[RECORD SET]:
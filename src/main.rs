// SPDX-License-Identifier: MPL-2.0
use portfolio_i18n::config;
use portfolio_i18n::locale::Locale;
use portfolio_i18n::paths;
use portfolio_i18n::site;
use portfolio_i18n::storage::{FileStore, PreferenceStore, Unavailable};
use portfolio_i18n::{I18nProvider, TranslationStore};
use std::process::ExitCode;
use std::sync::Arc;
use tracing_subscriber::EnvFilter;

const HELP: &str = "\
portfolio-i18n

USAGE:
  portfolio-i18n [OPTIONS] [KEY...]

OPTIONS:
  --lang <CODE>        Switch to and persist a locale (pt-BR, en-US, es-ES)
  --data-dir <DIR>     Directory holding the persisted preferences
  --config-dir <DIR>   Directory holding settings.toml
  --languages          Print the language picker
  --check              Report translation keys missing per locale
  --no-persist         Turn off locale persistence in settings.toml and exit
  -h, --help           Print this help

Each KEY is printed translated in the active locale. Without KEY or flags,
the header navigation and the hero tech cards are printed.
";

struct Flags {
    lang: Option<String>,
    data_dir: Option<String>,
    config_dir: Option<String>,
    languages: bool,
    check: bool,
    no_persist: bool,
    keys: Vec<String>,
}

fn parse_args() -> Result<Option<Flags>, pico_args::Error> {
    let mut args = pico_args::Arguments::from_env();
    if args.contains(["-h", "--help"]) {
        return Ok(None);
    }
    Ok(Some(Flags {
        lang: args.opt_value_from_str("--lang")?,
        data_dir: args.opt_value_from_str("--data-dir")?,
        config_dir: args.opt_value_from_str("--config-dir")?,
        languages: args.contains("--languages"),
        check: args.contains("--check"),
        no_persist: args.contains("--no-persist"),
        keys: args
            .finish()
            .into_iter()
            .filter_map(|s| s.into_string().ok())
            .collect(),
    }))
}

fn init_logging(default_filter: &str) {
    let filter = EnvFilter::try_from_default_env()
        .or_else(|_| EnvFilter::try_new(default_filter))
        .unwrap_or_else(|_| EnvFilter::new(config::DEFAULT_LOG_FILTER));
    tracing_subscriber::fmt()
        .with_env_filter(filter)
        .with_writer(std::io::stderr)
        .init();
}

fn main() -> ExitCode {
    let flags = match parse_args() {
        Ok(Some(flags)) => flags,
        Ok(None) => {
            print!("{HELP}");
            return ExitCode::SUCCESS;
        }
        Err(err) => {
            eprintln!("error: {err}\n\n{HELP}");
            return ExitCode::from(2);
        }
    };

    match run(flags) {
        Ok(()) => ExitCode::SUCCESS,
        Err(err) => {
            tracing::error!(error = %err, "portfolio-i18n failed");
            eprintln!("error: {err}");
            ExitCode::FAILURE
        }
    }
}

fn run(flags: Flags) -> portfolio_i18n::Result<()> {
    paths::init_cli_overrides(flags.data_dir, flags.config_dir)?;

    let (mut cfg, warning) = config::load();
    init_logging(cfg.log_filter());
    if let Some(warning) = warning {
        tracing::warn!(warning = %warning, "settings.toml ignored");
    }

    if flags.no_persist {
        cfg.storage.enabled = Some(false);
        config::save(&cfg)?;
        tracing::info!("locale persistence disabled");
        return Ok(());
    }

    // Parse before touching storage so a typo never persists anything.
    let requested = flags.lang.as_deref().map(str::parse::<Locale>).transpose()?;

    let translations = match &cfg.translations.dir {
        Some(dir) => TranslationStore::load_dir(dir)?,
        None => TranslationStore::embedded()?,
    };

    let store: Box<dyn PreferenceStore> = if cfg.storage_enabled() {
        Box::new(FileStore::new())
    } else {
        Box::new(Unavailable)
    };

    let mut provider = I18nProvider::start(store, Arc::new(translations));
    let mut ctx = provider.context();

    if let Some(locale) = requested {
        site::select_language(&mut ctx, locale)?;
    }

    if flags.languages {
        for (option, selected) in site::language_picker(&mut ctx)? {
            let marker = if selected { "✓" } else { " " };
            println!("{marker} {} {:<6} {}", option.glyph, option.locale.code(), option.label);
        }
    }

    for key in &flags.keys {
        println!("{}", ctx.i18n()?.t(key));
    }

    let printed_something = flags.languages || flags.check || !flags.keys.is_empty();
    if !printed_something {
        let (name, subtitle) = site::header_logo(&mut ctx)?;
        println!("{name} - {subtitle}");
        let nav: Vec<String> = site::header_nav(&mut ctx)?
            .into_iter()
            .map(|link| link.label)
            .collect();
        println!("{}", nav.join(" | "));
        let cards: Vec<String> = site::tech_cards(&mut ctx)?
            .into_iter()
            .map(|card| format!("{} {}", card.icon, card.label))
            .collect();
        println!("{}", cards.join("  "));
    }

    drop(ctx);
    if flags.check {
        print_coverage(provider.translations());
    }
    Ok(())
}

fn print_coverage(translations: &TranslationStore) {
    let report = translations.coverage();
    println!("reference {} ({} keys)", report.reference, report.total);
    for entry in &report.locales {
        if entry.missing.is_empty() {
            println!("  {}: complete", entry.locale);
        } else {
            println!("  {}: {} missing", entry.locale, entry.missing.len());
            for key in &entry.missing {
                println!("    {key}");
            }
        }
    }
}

[EXERCISE OBJECTIVE]: Print exactly the lines above, between the one holding "let store: Box<dyn" and the one holding "let mut ctx = provider.context();", inclusive, and nothing besides.

[SOLUTION]:
    let store: Box<dyn PreferenceStore> = if cfg.storage_enabled() {
        Box::new(FileStore::new())
    } else {
        Box::new(Unavailable)
    };

    let mut provider = I18nProvider::start(store, Arc::new(translations));
    let mut ctx = provider.context();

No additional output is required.